(Photo by Nick Pancorvo)

 

On October 25th, Petbrick released their debut album I via Rocket Recordings/Closed Casket Activities. The album is made up of ten tracks and on a few of those tracks, you’ll find guest vocals provided by Dylan Walker (Full of Hell), Dwid Hellion (Integrity), Laima Leyton (Mixhell) and Mutado Pintado (Warmduscher), who also has an album coming out tomorrow (Nov 1st). Thoughts on the album can be summed up quite nicely and succinctly using a quote from one of our very own writers, Chris Ball, who recently reviewed I, “when you need a good invigorating shower of filth and fury then I very much hits the spot.”

We caught up with the duo and asked them to pick three albums that have influenced them and their music. Wayne Adams answered the question. His picks are below.

Get the album here.

The band is currently on tour. For info on all the remaining dates go here.

 

Aphex TwinCome to Daddy EP

This EP was a really important gateway into electronic music for me, before I’d heard this record, I hadn’t really listened to much electronic music at all.

I think the first time I came across this was when I’d just started art school and we where all trading Minidisks, someone lent me a load of Warp/reflex Records stuff, Boards of Canada, the Braindance Coincidence compilation, Squarepusher etc. So this was a turning point for me and definitely the start of my interest into synths and electronic music.

Rather than the actual ‘Come to Daddy’ track I think it was the track ‘Flim’ that got me hooked, the track is still amazing! So simple, such a beautiful little melody and track, it was just the complete opposite to what I was listening to at the time, totally lived it and it was just a gate way into so much new music!

Venetian SnaresHiggins Ultra Low Track Glue Funk Hits 1972-2006

This was the first time I ever heard something that completely blew my mind! I’d been digging into weird electronic stuff but was still kinda just stuff on the Reflex and Warp stuff. At this time streaming stuff and peer to peer sharing of files were still kinda new technologies, so it was only really what the record shops in Brighton, where I was living at the time, had in stock that I was listening to.

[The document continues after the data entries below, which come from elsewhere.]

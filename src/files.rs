//! File Reference Module
//!
//! `FILE:`列のセル値からファイル参照プロパティを構築するモジュール。
//! ローカルに存在するファイルについては内容のSHA-256ダイジェストを計算します。

use std::fs::File;
use std::io;
use std::path::{Path, PathBuf};

use sha2::{Digest, Sha256};

use crate::record::{FileProperty, FileReference};
use crate::value::Value;

/// `FILE:`セル値の解釈結果
#[derive(Debug, Clone, PartialEq, Eq)]
pub enum FileNames {
    /// ファイル指定なし（空セル、空文字列）
    Absent,
    /// 単一のファイル名
    Single(String),
    /// 複数のファイル名（順序を保持）
    Many(Vec<String>),
}

impl FileNames {
    /// ファイル名のリストに展開
    pub fn into_vec(self) -> Vec<String> {
        match self {
            FileNames::Absent => Vec::new(),
            FileNames::Single(name) => vec![name],
            FileNames::Many(names) => names,
        }
    }
}

impl TryFrom<&Value> for FileNames {
    /// 解釈できない値（数値、論理値、辞書）はそのまま返す
    type Error = Value;

    fn try_from(value: &Value) -> Result<Self, Self::Error> {
        match value {
            v if v.is_blank() => {
                tracing::debug!("file reference value is empty");
                Ok(FileNames::Absent)
            }
            Value::String(name) => {
                tracing::debug!("file reference value {:?} is a single name", name);
                Ok(FileNames::Single(name.clone()))
            }
            Value::List(items) => {
                tracing::debug!("file reference value is a list of {} names", items.len());
                Ok(FileNames::Many(items.iter().map(Value::to_string).collect()))
            }
            other => {
                tracing::debug!(
                    "file reference value of kind {} is not a file name",
                    other.kind()
                );
                Err(other.clone())
            }
        }
    }
}

/// ファイル参照の解決器
///
/// 相対パスを`base_dir`基準で解決し、ファイルが存在すればダイジェストを計算します。
#[derive(Debug, Clone)]
pub(crate) struct FileResolver {
    /// 相対パスの基準ディレクトリ（`None`の場合はカレントディレクトリ）
    base_dir: Option<PathBuf>,
    /// ダイジェストを計算するか
    hashing: bool,
}

impl Default for FileResolver {
    fn default() -> Self {
        Self::new(None, true)
    }
}

impl FileResolver {
    pub fn new(base_dir: Option<PathBuf>, hashing: bool) -> Self {
        Self { base_dir, hashing }
    }

    /// `FILE:`列からファイルプロパティを構築
    ///
    /// # 引数
    ///
    /// * `name` - `FILE:`接頭辞を除いたプロパティ名
    /// * `names` - セル値から得たファイル名
    pub fn resolve(&self, name: &str, names: FileNames) -> FileProperty {
        let files = names
            .into_vec()
            .into_iter()
            .map(|relative_path| self.reference(relative_path))
            .collect();

        FileProperty {
            name: name.to_string(),
            files,
        }
    }

    fn reference(&self, relative_path: String) -> FileReference {
        let sha256 = if self.hashing {
            self.digest(&relative_path)
        } else {
            None
        };

        FileReference {
            relative_path,
            sha256,
        }
    }

    fn locate(&self, relative_path: &str) -> PathBuf {
        match &self.base_dir {
            Some(base) => base.join(relative_path),
            None => PathBuf::from(relative_path),
        }
    }

    /// ファイルが存在する場合のみダイジェストを計算
    ///
    /// 読み込みに失敗した場合は存在しない場合と同様に`None`を返します。
    fn digest(&self, relative_path: &str) -> Option<String> {
        let path = self.locate(relative_path);
        if !path.is_file() {
            tracing::debug!("referenced file {} not found locally", path.display());
            return None;
        }

        match sha256_file(&path) {
            Ok(digest) => Some(digest),
            Err(e) => {
                tracing::warn!("failed to hash referenced file {}: {}", path.display(), e);
                None
            }
        }
    }
}

/// ファイル内容のSHA-256ダイジェスト（16進小文字）
pub fn sha256_file(path: &Path) -> io::Result<String> {
    let mut file = File::open(path)?;
    let mut hasher = Sha256::new();
    io::copy(&mut file, &mut hasher)?;
    Ok(hex::encode(hasher.finalize()))
}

Brighton was where I met all the Wrong Music crew, so at this point a couple of the guys on Wrong had also released on Planet mu, so there was a lot of crazy stuff Mike P was releasing being passed around. When I heard this record for the first time it had such a profound effect on me, like it wasn’t the most listenable of records but the sonics and the technicality of it were totally alien! At this point in time it was still hard to write music on a computer, it was getting easier, but it was still definitely a challenge! Like this was before Ableton live existed, so to hear something so intricate and aggressive was really exciting! I spent a lot of evenings trying to get close to what Aron was doing on this record, I think I sat at a cracked copy of Cubase for about two weeks before i even managed to make it make a noise, but for some weird reason I was totally compelled to try and make it work!

Minus – Jesus Christ Bobby

Okay bit of curve ball following the two other releases, whilst I was discovering all this electronic music I also had a parallel interest in super aggressive guitar music. I was playing in a Noisecore punk band, when this record came out, I think about the same kinda time as Jane Doe by converge but maybe a little before I think.

At the time it really felt as though both these records where pushing boundaries of heavy guitar music, these two records felt super raw, but also the guitar playing was pretty unique, closer to noise than riffs in my mind! They also had a punk feel to them, rather than the metal stuff it was getting bundled in with. I’ve always kind of aligned myself with a DIY punk ethos, as metal production was getting cleaner and more precise and sterile with the advent of computers being used to record albums. We where going the other way with guitar music so we where interested in how much noise you make with a guitar and drums whilst just about hanging on to an idea of a song. But with my electronic output it was also pushing what you could do with a home computer, really trying to find the limits of the machines and how mental you could make the music!